Copy out every line of the data that has the word "SocketAddr" somewhere in it.

++++++

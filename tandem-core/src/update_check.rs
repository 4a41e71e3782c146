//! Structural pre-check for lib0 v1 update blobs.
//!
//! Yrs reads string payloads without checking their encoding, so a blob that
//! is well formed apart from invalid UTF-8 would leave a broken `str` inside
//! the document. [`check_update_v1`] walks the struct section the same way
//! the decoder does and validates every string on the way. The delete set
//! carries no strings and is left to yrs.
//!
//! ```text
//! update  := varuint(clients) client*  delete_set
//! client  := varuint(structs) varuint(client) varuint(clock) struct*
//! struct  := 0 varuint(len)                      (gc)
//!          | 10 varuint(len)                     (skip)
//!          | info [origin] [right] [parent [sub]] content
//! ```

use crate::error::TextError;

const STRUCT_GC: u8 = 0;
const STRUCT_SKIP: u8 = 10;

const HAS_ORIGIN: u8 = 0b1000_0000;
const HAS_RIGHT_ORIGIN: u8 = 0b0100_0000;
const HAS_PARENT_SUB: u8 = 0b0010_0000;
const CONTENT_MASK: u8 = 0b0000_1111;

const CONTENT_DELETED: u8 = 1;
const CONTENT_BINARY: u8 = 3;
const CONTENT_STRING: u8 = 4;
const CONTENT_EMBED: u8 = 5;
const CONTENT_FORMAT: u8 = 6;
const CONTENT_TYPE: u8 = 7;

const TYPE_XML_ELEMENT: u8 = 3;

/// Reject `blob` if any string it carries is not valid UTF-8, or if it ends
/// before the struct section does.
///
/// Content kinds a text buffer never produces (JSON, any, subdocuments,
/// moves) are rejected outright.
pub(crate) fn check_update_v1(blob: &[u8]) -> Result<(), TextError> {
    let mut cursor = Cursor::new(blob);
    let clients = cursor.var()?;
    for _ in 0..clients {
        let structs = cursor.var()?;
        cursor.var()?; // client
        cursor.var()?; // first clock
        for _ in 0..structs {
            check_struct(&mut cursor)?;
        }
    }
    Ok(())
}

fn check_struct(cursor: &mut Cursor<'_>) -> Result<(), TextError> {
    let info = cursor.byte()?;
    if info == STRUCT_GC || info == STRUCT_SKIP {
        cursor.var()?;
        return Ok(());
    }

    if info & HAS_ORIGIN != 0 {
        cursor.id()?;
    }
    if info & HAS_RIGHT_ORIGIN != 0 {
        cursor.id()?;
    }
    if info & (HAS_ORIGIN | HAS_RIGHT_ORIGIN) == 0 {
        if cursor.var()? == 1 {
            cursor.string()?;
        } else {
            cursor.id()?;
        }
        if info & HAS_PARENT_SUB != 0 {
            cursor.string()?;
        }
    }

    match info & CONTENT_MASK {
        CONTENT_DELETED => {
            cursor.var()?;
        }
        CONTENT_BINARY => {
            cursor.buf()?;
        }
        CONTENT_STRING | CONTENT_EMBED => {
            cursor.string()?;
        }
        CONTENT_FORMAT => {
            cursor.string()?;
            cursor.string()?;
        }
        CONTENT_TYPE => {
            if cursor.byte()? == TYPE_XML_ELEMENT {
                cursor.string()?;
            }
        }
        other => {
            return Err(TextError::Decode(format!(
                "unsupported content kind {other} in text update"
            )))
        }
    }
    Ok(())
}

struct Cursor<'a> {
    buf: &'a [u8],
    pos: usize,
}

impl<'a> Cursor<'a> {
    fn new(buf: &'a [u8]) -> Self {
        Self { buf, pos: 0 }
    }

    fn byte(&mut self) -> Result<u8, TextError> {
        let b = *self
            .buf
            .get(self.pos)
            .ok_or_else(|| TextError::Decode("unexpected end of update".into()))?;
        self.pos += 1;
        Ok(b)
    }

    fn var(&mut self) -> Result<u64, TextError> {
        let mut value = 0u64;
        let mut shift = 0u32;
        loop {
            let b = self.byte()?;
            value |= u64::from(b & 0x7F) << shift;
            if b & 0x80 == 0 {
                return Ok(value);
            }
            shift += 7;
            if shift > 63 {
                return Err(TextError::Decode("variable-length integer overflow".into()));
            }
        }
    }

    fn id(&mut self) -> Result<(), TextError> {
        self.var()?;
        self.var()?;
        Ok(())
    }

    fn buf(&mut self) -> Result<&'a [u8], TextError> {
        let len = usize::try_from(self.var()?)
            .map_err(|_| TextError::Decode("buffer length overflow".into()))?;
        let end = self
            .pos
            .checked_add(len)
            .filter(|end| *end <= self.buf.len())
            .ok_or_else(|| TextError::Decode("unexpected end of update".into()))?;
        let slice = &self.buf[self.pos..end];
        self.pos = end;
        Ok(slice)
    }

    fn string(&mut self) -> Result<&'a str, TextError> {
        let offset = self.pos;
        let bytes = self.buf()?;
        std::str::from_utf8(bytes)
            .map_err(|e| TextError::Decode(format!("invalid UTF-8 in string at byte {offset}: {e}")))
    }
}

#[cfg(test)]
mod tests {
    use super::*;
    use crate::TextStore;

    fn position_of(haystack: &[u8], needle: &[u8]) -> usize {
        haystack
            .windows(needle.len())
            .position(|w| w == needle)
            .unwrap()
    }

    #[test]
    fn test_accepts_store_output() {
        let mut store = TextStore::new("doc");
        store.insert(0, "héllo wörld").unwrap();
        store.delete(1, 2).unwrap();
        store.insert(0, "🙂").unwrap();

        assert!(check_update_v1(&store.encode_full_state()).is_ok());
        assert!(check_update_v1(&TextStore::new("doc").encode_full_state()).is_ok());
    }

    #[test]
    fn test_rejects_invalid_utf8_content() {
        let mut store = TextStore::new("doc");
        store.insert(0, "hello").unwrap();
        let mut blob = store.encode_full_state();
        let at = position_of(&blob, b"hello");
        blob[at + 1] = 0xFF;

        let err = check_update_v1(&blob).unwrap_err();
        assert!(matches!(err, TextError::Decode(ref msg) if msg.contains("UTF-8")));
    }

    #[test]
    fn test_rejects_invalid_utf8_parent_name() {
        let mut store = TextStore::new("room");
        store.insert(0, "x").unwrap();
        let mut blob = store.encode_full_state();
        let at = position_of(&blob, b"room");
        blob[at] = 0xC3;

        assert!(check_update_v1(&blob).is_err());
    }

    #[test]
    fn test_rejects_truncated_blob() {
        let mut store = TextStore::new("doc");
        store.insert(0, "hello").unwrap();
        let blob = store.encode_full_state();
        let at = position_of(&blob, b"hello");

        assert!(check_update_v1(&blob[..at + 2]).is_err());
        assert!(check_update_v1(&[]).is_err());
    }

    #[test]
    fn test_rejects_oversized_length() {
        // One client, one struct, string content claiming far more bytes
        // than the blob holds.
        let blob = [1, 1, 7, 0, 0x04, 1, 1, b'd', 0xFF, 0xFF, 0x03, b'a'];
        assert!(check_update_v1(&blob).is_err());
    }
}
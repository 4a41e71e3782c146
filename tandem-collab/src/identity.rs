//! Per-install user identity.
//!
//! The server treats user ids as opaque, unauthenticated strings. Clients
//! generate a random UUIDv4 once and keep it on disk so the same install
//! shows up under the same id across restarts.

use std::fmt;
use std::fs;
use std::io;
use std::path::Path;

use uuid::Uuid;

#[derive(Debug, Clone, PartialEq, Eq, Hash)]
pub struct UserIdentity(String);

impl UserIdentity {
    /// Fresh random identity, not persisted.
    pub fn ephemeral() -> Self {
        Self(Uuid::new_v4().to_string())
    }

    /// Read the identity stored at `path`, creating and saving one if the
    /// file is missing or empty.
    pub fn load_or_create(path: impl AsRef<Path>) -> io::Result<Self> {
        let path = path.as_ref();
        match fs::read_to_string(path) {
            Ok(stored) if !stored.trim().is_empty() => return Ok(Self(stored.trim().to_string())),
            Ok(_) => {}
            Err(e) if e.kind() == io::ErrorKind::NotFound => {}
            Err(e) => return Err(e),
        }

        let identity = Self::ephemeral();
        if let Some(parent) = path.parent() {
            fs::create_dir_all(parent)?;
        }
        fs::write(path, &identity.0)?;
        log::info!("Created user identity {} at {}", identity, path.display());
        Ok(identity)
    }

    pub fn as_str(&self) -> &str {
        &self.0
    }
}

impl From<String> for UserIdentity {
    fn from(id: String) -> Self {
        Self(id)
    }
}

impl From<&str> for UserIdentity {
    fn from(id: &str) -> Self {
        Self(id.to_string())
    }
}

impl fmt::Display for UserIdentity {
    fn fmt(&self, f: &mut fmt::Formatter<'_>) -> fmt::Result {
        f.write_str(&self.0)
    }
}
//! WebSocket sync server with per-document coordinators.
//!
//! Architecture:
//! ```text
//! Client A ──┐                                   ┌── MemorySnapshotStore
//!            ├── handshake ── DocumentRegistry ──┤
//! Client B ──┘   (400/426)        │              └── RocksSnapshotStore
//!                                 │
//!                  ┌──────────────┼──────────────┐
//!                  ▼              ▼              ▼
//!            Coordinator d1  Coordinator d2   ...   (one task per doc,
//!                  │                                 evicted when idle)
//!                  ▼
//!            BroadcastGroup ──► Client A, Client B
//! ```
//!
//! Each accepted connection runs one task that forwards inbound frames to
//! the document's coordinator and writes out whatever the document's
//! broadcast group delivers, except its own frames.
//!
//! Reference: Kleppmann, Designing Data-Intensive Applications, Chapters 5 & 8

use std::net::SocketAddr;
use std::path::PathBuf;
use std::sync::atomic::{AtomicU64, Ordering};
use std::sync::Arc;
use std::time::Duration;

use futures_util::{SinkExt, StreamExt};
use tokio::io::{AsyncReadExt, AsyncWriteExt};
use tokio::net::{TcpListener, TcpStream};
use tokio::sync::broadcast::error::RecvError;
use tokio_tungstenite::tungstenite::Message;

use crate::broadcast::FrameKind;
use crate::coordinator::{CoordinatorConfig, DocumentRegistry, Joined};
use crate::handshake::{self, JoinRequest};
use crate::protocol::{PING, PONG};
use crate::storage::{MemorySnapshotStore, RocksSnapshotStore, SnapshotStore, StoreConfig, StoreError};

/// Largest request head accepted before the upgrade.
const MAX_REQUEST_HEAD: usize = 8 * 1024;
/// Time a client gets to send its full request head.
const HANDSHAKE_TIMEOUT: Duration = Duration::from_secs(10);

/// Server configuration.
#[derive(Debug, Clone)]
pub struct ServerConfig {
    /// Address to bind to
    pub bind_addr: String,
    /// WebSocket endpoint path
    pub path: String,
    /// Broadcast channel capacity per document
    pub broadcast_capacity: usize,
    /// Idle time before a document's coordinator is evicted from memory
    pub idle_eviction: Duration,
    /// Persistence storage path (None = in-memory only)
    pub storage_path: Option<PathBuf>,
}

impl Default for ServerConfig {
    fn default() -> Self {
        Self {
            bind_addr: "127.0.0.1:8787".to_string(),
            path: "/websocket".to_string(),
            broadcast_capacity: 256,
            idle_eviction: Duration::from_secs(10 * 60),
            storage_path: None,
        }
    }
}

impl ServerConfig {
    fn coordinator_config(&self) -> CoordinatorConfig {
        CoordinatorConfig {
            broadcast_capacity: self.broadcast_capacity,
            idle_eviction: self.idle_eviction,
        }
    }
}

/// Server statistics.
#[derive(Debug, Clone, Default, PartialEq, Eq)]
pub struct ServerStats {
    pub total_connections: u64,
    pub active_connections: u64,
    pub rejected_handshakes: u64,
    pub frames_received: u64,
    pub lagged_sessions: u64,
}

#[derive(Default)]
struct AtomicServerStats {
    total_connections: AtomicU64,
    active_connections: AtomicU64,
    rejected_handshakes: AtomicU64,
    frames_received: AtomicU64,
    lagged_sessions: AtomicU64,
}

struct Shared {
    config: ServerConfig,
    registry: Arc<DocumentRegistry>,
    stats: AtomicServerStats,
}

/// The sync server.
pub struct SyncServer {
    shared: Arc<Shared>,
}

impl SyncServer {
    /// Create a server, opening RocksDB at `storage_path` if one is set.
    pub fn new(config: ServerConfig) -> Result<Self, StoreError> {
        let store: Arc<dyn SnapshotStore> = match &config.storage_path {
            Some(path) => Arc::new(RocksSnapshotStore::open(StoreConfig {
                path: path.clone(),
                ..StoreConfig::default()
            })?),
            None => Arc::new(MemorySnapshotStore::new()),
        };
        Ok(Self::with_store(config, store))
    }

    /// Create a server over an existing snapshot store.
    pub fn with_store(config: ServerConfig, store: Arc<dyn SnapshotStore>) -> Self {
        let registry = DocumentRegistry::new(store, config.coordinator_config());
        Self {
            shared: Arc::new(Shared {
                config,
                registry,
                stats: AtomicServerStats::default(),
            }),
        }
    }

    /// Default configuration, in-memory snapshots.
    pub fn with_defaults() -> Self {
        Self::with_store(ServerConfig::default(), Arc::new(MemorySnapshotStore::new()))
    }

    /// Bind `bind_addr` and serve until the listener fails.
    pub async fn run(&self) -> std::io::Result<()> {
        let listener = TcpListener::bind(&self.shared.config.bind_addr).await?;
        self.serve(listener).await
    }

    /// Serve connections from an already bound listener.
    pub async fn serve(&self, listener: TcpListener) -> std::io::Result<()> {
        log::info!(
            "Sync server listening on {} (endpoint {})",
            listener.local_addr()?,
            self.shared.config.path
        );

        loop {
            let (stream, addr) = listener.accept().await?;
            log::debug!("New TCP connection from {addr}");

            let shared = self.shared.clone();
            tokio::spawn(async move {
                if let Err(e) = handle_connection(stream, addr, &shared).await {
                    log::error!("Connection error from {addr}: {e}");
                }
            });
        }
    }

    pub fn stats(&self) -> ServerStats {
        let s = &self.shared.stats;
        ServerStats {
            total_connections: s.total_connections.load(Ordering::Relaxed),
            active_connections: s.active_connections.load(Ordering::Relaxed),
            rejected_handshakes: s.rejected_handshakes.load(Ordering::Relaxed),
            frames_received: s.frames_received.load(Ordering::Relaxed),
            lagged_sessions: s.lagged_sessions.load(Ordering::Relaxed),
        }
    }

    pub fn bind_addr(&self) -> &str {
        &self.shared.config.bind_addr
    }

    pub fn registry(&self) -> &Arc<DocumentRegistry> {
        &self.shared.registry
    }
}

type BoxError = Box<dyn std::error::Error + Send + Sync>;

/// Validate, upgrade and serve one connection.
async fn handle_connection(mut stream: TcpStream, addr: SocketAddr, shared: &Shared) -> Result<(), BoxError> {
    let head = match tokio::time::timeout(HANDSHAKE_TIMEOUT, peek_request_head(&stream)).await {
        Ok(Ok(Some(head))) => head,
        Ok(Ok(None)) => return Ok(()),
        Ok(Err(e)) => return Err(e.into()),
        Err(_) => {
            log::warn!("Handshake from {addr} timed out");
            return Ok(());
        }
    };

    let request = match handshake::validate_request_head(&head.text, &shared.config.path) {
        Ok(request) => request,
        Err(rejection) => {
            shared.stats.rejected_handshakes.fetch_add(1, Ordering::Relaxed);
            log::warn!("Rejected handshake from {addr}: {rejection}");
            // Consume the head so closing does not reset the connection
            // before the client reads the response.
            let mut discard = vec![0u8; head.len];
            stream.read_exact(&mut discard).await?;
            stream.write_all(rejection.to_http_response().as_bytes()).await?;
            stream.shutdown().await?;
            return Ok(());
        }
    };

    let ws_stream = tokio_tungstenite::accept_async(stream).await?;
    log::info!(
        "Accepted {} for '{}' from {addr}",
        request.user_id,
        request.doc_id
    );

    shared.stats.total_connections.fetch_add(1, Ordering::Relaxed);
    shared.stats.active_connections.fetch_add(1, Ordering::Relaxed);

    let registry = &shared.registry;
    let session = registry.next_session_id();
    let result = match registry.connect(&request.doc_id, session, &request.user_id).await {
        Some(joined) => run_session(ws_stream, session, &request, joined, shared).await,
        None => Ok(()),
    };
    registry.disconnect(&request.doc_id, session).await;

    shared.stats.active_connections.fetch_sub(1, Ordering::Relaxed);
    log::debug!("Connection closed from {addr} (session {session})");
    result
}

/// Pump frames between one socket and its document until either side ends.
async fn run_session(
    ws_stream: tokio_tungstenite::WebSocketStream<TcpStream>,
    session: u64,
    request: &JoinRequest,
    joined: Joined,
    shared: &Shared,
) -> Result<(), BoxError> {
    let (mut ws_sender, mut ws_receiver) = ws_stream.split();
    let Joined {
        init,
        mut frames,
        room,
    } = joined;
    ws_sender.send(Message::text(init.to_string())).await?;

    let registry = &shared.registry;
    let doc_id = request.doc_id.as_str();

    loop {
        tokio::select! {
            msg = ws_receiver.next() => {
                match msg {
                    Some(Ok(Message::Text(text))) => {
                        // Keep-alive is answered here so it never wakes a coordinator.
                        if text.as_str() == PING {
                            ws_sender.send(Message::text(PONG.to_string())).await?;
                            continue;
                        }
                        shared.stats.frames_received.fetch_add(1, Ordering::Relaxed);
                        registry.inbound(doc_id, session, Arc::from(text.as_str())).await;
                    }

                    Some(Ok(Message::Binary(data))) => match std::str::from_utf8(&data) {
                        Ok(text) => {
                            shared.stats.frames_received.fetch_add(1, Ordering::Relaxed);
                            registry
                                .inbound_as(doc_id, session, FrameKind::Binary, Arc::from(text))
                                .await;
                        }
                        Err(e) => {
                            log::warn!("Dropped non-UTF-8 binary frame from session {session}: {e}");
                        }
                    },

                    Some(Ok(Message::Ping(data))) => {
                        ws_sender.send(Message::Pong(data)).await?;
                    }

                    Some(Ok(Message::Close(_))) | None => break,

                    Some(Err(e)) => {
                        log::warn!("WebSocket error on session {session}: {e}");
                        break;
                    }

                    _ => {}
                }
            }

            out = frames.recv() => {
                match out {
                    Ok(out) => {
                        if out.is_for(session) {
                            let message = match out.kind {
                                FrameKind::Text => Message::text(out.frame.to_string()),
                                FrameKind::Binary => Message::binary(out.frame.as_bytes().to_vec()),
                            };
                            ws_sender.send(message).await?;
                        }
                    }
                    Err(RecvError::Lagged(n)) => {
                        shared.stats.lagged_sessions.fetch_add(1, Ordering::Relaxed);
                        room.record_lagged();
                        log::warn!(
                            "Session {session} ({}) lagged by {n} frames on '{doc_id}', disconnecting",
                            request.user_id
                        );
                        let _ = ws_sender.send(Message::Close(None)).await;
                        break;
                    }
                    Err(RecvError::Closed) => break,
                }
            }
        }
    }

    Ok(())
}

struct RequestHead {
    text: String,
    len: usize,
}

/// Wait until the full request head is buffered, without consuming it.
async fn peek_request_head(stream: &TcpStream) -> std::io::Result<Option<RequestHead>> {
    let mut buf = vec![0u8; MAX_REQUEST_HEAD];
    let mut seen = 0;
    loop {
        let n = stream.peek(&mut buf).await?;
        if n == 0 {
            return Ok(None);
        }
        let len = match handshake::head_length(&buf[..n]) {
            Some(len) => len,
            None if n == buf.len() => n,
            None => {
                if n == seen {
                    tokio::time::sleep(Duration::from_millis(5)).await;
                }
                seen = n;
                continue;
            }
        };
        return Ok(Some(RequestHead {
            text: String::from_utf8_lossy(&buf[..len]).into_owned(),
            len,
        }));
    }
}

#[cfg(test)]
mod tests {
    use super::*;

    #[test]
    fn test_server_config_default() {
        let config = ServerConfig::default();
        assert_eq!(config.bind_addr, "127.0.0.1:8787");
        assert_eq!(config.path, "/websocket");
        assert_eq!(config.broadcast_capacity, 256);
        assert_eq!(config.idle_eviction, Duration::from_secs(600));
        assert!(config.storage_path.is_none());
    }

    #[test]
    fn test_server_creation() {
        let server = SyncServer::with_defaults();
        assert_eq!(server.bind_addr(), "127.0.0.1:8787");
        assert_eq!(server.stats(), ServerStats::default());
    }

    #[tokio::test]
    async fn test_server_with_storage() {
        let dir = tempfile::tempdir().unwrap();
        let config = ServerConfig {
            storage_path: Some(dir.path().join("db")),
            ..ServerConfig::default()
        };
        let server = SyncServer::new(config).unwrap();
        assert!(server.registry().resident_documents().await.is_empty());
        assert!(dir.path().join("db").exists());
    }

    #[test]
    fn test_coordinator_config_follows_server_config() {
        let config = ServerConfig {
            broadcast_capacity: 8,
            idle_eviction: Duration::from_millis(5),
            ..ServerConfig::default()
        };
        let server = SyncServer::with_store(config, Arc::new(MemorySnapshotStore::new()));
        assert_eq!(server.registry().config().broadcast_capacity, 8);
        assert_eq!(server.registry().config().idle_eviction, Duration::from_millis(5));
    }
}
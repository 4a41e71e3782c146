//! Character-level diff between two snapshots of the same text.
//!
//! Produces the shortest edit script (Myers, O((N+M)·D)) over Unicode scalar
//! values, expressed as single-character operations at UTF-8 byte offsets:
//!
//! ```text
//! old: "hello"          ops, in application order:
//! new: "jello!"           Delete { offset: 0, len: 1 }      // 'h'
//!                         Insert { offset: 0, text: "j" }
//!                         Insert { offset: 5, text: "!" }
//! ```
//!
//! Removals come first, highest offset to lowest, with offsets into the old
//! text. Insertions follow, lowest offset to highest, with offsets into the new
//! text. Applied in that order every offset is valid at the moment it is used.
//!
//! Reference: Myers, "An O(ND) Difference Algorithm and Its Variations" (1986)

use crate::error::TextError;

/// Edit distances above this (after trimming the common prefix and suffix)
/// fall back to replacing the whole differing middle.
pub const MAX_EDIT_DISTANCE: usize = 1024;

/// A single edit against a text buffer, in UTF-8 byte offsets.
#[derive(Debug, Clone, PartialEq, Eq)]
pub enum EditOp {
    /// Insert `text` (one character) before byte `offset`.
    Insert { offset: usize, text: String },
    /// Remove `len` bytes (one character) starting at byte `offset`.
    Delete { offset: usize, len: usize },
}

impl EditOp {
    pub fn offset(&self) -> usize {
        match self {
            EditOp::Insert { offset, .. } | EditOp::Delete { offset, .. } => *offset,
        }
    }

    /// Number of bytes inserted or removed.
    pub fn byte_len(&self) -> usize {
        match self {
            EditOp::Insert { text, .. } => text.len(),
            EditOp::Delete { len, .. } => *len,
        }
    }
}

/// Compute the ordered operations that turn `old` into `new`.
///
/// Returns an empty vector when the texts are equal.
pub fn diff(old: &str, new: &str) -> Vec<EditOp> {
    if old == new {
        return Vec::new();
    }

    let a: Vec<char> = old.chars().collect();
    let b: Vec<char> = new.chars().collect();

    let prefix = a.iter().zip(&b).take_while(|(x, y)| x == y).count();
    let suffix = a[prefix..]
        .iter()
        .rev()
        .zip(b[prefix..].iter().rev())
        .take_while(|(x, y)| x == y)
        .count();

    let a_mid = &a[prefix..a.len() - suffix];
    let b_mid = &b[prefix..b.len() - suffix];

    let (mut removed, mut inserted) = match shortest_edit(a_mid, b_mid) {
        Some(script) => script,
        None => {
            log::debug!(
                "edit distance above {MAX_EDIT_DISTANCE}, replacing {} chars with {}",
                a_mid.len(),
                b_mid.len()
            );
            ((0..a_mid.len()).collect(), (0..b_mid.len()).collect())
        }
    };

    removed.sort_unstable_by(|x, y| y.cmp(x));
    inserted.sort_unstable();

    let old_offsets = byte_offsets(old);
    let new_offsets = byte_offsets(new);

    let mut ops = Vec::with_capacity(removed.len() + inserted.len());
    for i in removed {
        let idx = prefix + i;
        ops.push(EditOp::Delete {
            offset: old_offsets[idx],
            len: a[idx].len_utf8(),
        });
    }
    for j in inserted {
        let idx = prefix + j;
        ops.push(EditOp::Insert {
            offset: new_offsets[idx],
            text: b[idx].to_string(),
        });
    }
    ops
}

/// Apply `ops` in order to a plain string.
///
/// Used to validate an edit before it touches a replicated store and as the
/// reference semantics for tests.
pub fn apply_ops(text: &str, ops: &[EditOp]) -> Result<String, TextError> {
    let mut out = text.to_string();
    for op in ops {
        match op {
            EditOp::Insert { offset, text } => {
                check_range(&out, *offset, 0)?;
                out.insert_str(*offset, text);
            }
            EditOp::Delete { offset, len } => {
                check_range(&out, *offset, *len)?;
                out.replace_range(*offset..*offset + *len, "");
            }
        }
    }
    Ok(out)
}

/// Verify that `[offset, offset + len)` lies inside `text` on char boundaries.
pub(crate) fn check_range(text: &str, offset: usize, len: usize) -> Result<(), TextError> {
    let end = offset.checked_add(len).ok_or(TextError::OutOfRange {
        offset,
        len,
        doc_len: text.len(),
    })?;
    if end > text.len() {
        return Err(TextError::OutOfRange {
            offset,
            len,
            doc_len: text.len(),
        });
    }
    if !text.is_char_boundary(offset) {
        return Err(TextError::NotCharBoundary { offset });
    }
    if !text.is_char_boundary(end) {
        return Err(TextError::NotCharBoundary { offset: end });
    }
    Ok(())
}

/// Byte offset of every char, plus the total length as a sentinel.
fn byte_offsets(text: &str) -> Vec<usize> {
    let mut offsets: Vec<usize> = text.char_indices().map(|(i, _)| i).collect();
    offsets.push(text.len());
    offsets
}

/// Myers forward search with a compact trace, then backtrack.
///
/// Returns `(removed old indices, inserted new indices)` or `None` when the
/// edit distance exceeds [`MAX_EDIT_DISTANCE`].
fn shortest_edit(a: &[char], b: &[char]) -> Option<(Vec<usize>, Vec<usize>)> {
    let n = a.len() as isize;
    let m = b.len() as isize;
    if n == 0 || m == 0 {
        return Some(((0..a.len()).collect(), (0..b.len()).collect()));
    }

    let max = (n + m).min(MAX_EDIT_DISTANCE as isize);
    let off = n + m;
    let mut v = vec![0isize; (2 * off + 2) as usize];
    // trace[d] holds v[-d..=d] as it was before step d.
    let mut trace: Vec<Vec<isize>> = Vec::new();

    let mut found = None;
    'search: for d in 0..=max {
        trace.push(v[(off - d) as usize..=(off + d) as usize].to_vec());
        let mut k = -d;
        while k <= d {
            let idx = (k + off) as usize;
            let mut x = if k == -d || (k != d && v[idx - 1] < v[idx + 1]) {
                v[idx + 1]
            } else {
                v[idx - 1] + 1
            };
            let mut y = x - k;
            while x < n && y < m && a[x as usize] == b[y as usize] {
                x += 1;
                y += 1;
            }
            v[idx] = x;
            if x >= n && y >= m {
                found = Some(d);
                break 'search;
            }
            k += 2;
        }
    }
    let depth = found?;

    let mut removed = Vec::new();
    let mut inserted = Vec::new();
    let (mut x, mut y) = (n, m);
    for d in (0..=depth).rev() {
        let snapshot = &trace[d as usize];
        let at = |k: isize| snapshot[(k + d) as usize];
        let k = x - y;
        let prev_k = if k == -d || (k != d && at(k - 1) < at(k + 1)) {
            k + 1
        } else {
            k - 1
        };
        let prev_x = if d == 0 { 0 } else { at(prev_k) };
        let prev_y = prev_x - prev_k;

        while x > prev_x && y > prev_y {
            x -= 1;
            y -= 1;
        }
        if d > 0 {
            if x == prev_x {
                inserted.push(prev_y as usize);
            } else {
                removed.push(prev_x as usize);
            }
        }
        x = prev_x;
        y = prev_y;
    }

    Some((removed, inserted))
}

++++++

Exercise solution.
use std::net::SocketAddr;
async fn handle_connection(mut stream: TcpStream, addr: SocketAddr, shared: &Shared) -> Result<(), BoxError> {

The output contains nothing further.